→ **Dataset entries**

#[cfg(test)]
mod tests {
    use super::*;

    /// Helper: create a fresh in-memory database for each test.
    fn test_db() -> Database {
        Database::open(":memory:").expect("in-memory database should open")
    }

    /// Helper: a database holding teams 1..=n.
    fn seeded_db(n: usize) -> (Database, Vec<Team>) {
        let db = test_db();
        let teams = (1..=n)
            .map(|i| {
                db.insert_team(&NewTeam::new(format!("Team {i}"), 50 + i as i64, "City"))
                    .unwrap()
            })
            .collect();
        (db, teams)
    }

    // ------------------------------------------------------------------
    // Schema / open
    // ------------------------------------------------------------------

    #[test]
    fn open_creates_tables() {
        let db = test_db();
        let conn = db.conn();

        let tables: Vec<String> = conn
            .prepare("SELECT name FROM sqlite_master WHERE type='table' ORDER BY name")
            .unwrap()
            .query_map([], |row| row.get(0))
            .unwrap()
            .collect::<Result<Vec<_>, _>>()
            .unwrap();

        assert!(tables.contains(&"teams".to_string()));
        assert!(tables.contains(&"matches".to_string()));
        assert!(tables.contains(&"standings".to_string()));
    }

    // ------------------------------------------------------------------
    // Teams
    // ------------------------------------------------------------------

    #[test]
    fn insert_and_load_teams_round_trip() {
        let db = test_db();
        let arsenal = db
            .insert_team(&NewTeam::new(" Arsenal ", 95, "London").with_logo("3.svg"))
            .unwrap();
        let chelsea = db.insert_team(&NewTeam::new("Chelsea", 92, "London")).unwrap();

        assert_eq!(arsenal.name, "Arsenal");
        assert!(chelsea.id > arsenal.id);

        let teams = db.load_teams().unwrap();
        assert_eq!(teams, vec![arsenal.clone(), chelsea]);
        assert_eq!(db.get_team(arsenal.id).unwrap(), Some(arsenal));
        assert_eq!(db.get_team(999).unwrap(), None);
    }

    #[test]
    fn duplicate_team_name_rejected() {
        let db = test_db();
        db.insert_team(&NewTeam::new("Arsenal", 95, "London")).unwrap();
        assert!(db.insert_team(&NewTeam::new("Arsenal", 80, "Elsewhere")).is_err());
    }

    #[test]
    fn invalid_team_rejected_before_insert() {
        let db = test_db();
        let err = db
            .insert_team(&NewTeam::new("Nobody", 0, "Nowhere"))
            .unwrap_err();
        assert_eq!(
            err.downcast_ref::<LeagueError>(),
            Some(&LeagueError::InvalidStrength { strength: 0 })
        );
        assert!(db.load_teams().unwrap().is_empty());
    }

    #[test]
    fn update_team_writes_back() {
        let (db, teams) = seeded_db(1);
        let mut team = teams[0].clone();
        team.strength = 77;
        team.city = "Leeds".into();
        assert!(db.update_team(&team).unwrap());
        assert_eq!(db.get_team(team.id).unwrap(), Some(team.clone()));

        team.id = 999;
        assert!(!db.update_team(&team).unwrap());
    }

    #[test]
    fn delete_team_cascades() {
        let (db, teams) = seeded_db(3);
        db.insert_match(&NewMatch::new(teams[0].id, teams[1].id, 1).unwrap())
            .unwrap();
        db.insert_match(&NewMatch::new(teams[1].id, teams[2].id, 2).unwrap())
            .unwrap();
        db.save_standings(&[StandingEntry::zeroed(teams[0].id), StandingEntry::zeroed(teams[2].id)])
            .unwrap();

        assert!(db.delete_team(teams[0].id).unwrap());
        assert!(!db.delete_team(teams[0].id).unwrap());

        let matches = db.load_matches(MatchFilter::all()).unwrap();
        assert_eq!(matches.len(), 1);
        assert!(!matches[0].involves(teams[0].id));
        let standings = db.load_standings().unwrap();
        assert_eq!(standings.len(), 1);
        assert_eq!(standings[0].team_id, teams[2].id);
    }

    // ------------------------------------------------------------------
    // Matches
    // ------------------------------------------------------------------

    #[test]
    fn foreign_keys_enforced() {
        let (db, teams) = seeded_db(1);
        let result = db.insert_match(&NewMatch::new(teams[0].id, 9999, 1).unwrap());
        assert!(result.is_err());
    }

    #[test]
    fn load_matches_orders_and_filters() {
        let (db, teams) = seeded_db(4);
        let ids: Vec<TeamId> = teams.iter().map(|t| t.id).collect();
        let late = db.insert_match(&NewMatch::new(ids[0], ids[1], 2).unwrap()).unwrap();
        let early = db.insert_match(&NewMatch::new(ids[2], ids[3], 1).unwrap()).unwrap();
        let mut played = db.insert_match(&NewMatch::new(ids[1], ids[0], 1).unwrap()).unwrap();
        played.set_result(Score::new(2, 0), Utc::now());
        db.save_match(&played).unwrap();

        let all: Vec<MatchId> = db
            .load_matches(MatchFilter::all())
            .unwrap()
            .iter()
            .map(|m| m.id)
            .collect();
        assert_eq!(all, vec![early.id, played.id, late.id]);

        let week1_unplayed = db.load_matches(MatchFilter::unplayed_in_week(1)).unwrap();
        assert_eq!(week1_unplayed.len(), 1);
        assert_eq!(week1_unplayed[0].id, early.id);

        let played_only = db.load_matches(MatchFilter::played(true)).unwrap();
        assert_eq!(played_only.len(), 1);
        assert_eq!(played_only[0].result, Some(Score::new(2, 0)));
        assert_eq!(db.max_week().unwrap(), 2);
    }

    #[test]
    fn save_match_round_trips_result_and_timestamp() {
        let (db, teams) = seeded_db(2);
        let mut m = db
            .insert_match(&NewMatch::new(teams[0].id, teams[1].id, 1).unwrap())
            .unwrap();
        let at = DateTime::parse_from_rfc3339("2026-03-01T15:00:00Z")
            .unwrap()
            .with_timezone(&Utc);
        m.set_result(Score::new(3, 1), at);
        assert!(db.save_match(&m).unwrap());

        let loaded = db.get_match(m.id).unwrap().unwrap();
        assert_eq!(loaded, m);

        m.clear_result();
        db.save_match(&m).unwrap();
        assert!(!db.get_match(m.id).unwrap().unwrap().is_played());
    }

    #[test]
    fn inconsistent_row_is_rejected() {
        let (db, teams) = seeded_db(2);
        let m = db
            .insert_match(&NewMatch::new(teams[0].id, teams[1].id, 1).unwrap())
            .unwrap();
        db.conn()
            .execute("UPDATE matches SET is_played = 1 WHERE id = ?1", params![m.id])
            .unwrap();

        let err = db.get_match(m.id).unwrap_err();
        assert_eq!(
            err.downcast_ref::<LeagueError>(),
            Some(&LeagueError::InconsistentMatch { match_id: m.id })
        );
    }

    #[test]
    fn replace_schedule_swaps_all_matches() {
        let (db, teams) = seeded_db(2);
        let (a, b) = (teams[0].id, teams[1].id);
        db.insert_match(&NewMatch::new(a, b, 5).unwrap()).unwrap();

        let fixtures = vec![NewMatch::new(a, b, 1).unwrap(), NewMatch::new(b, a, 2).unwrap()];
        let inserted = db.replace_schedule(&fixtures).unwrap();
        assert_eq!(inserted.len(), 2);
        assert_eq!(db.load_matches(MatchFilter::all()).unwrap(), inserted);
        assert_eq!(db.max_week().unwrap(), 2);
    }

    #[test]
    fn replace_schedule_rolls_back_on_failure() {
        let (db, teams) = seeded_db(2);
        let (a, b) = (teams[0].id, teams[1].id);
        let existing = db.insert_match(&NewMatch::new(a, b, 1).unwrap()).unwrap();

        let fixtures = vec![NewMatch::new(b, a, 1).unwrap(), NewMatch::new(a, 424242, 2).unwrap()];
        assert!(db.replace_schedule(&fixtures).is_err());
        assert_eq!(db.load_matches(MatchFilter::all()).unwrap(), vec![existing]);
    }

    #[test]
    fn reset_results_clears_played_matches() {
        let (db, teams) = seeded_db(2);
        let (a, b) = (teams[0].id, teams[1].id);
        let mut m = db.insert_match(&NewMatch::new(a, b, 1).unwrap()).unwrap();
        db.insert_match(&NewMatch::new(b, a, 2).unwrap()).unwrap();
        m.set_result(Score::new(1, 1), Utc::now());
        db.save_match(&m).unwrap();

        assert_eq!(db.reset_results().unwrap(), 1);
        assert_eq!(db.reset_results().unwrap(), 0);
        let all = db.load_matches(MatchFilter::all()).unwrap();
        assert!(all.iter().all(|m| !m.is_played() && m.played_at.is_none()));
    }

    #[test]
    fn play_week_results_skips_played_matches() {
        let (db, teams) = seeded_db(4);
        let ids: Vec<TeamId> = teams.iter().map(|t| t.id).collect();
        let mut done = db.insert_match(&NewMatch::new(ids[0], ids[1], 1).unwrap()).unwrap();
        let open = db.insert_match(&NewMatch::new(ids[2], ids[3], 1).unwrap()).unwrap();
        db.insert_match(&NewMatch::new(ids[1], ids[0], 2).unwrap()).unwrap();
        done.set_result(Score::new(2, 0), Utc::now());
        db.save_match(&done).unwrap();

        let mut seen = Vec::new();
        let played = db
            .play_week_results(1, |m| {
                seen.push(m.id);
                m.set_result(Score::new(1, 0), Utc::now());
                Ok(())
            })
            .unwrap();

        assert_eq!(seen, vec![open.id]);
        assert_eq!(played.len(), 1);
        assert_eq!(db.get_match(open.id).unwrap().unwrap().result, Some(Score::new(1, 0)));
        assert_eq!(db.get_match(done.id).unwrap().unwrap().result, Some(Score::new(2, 0)));
        assert_eq!(db.load_matches(MatchFilter::unplayed_in_week(2)).unwrap().len(), 1);
    }

    #[test]
    fn play_week_results_rolls_back_on_failure() {
        let (db, teams) = seeded_db(4);
        let ids: Vec<TeamId> = teams.iter().map(|t| t.id).collect();
        db.insert_match(&NewMatch::new(ids[0], ids[1], 1).unwrap()).unwrap();
        db.insert_match(&NewMatch::new(ids[2], ids[3], 1).unwrap()).unwrap();

        let mut calls = 0;
        let result = db.play_week_results(1, |m| {
            calls += 1;
            if calls == 2 {
                return Err(LeagueError::TeamNotFound(m.away_team_id).into());
            }
            m.set_result(Score::new(3, 3), Utc::now());
            Ok(())
        });

        assert!(result.is_err());
        assert!(db.load_matches(MatchFilter::played(true)).unwrap().is_empty());
    }

    #[test]
    fn second_handle_on_same_file_cannot_replay_week() {
        let dir = std::env::temp_dir().join("leaguesim_db_test_two_handles");
        let _ = std::fs::remove_dir_all(&dir);
        std::fs::create_dir_all(&dir).unwrap();
        let path = dir.join("league.db");
        let path_str = path.to_str().unwrap();

        let first = Database::open(path_str).unwrap();
        let a = first.insert_team(&NewTeam::new("Arsenal", 95, "London")).unwrap();
        let b = first.insert_team(&NewTeam::new("Chelsea", 92, "London")).unwrap();
        let m = first.insert_match(&NewMatch::new(a.id, b.id, 1).unwrap()).unwrap();
        let second = Database::open(path_str).unwrap();

        let played = first
            .play_week_results(1, |m| {
                m.set_result(Score::new(2, 1), Utc::now());
                Ok(())
            })
            .unwrap();
        assert_eq!(played.len(), 1);

        let replayed = second
            .play_week_results(1, |m| {
                m.set_result(Score::new(0, 4), Utc::now());
                Ok(())
            })
            .unwrap();
        assert!(replayed.is_empty());
        assert_eq!(second.get_match(m.id).unwrap().unwrap().result, Some(Score::new(2, 1)));

        drop((first, second));
        let _ = std::fs::remove_dir_all(&dir);
    }

    #[test]
    fn max_week_is_zero_without_matches() {
        let db = test_db();
        assert_eq!(db.max_week().unwrap(), 0);
    }

    // ------------------------------------------------------------------
    // Standings
    // ------------------------------------------------------------------

    #[test]
    fn save_standings_replaces_table() {
        let (db, teams) = seeded_db(3);
        let mut first = StandingEntry::zeroed(teams[2].id);
        first.points = 3;
        first.wins = 1;
        first.goals_for = 2;
        first.goals_against = 1;
        first.goal_difference = 1;
        first.position = 1;
        let mut second = StandingEntry::zeroed(teams[0].id);
        second.position = 2;

        db.save_standings(&[second.clone(), first.clone()]).unwrap();
        assert_eq!(db.load_standings().unwrap(), vec![first, second.clone()]);

        db.save_standings(std::slice::from_ref(&second)).unwrap();
        assert_eq!(db.load_standings().unwrap(), vec![second]);
    }

    #[test]
    fn negative_goal_difference_survives_round_trip() {
        let (db, teams) = seeded_db(1);
        let mut entry = StandingEntry::zeroed(teams[0].id);
        entry.goals_against = 4;
        entry.goal_difference = -4;
        entry.losses = 1;
        entry.position = 1;
        db.save_standings(std::slice::from_ref(&entry)).unwrap();
        assert_eq!(db.load_standings().unwrap(), vec![entry]);
    }

    #[test]
    fn rebuild_standings_sees_played_matches_and_current_table() {
        let (db, teams) = seeded_db(2);
        let (a, b) = (teams[0].id, teams[1].id);
        let mut m = db.insert_match(&NewMatch::new(a, b, 1).unwrap()).unwrap();
        db.insert_match(&NewMatch::new(b, a, 2).unwrap()).unwrap();
        m.set_result(Score::new(1, 0), Utc::now());
        db.save_match(&m).unwrap();
        db.save_standings(&[StandingEntry::zeroed(a)]).unwrap();

        let table = db
            .rebuild_standings(|teams, played, current| {
                assert_eq!(teams.len(), 2);
                assert_eq!(played.len(), 1);
                assert_eq!(current.len(), 1);
                let mut entry = StandingEntry::zeroed(b);
                entry.position = 1;
                vec![entry]
            })
            .unwrap();

        assert_eq!(db.load_standings().unwrap(), table);
        assert_eq!(table[0].team_id, b);
    }
}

→ **WORK ORDER**
Filter the records above for "done" and copy every matching line.

→ **WORKED SOLUTION**
        let mut done = db.insert_match(&NewMatch::new(ids[0], ids[1], 1).unwrap()).unwrap();
        done.set_result(Score::new(2, 0), Utc::now());
        db.save_match(&done).unwrap();
        assert_eq!(db.get_match(done.id).unwrap().unwrap().result, Some(Score::new(2, 0)));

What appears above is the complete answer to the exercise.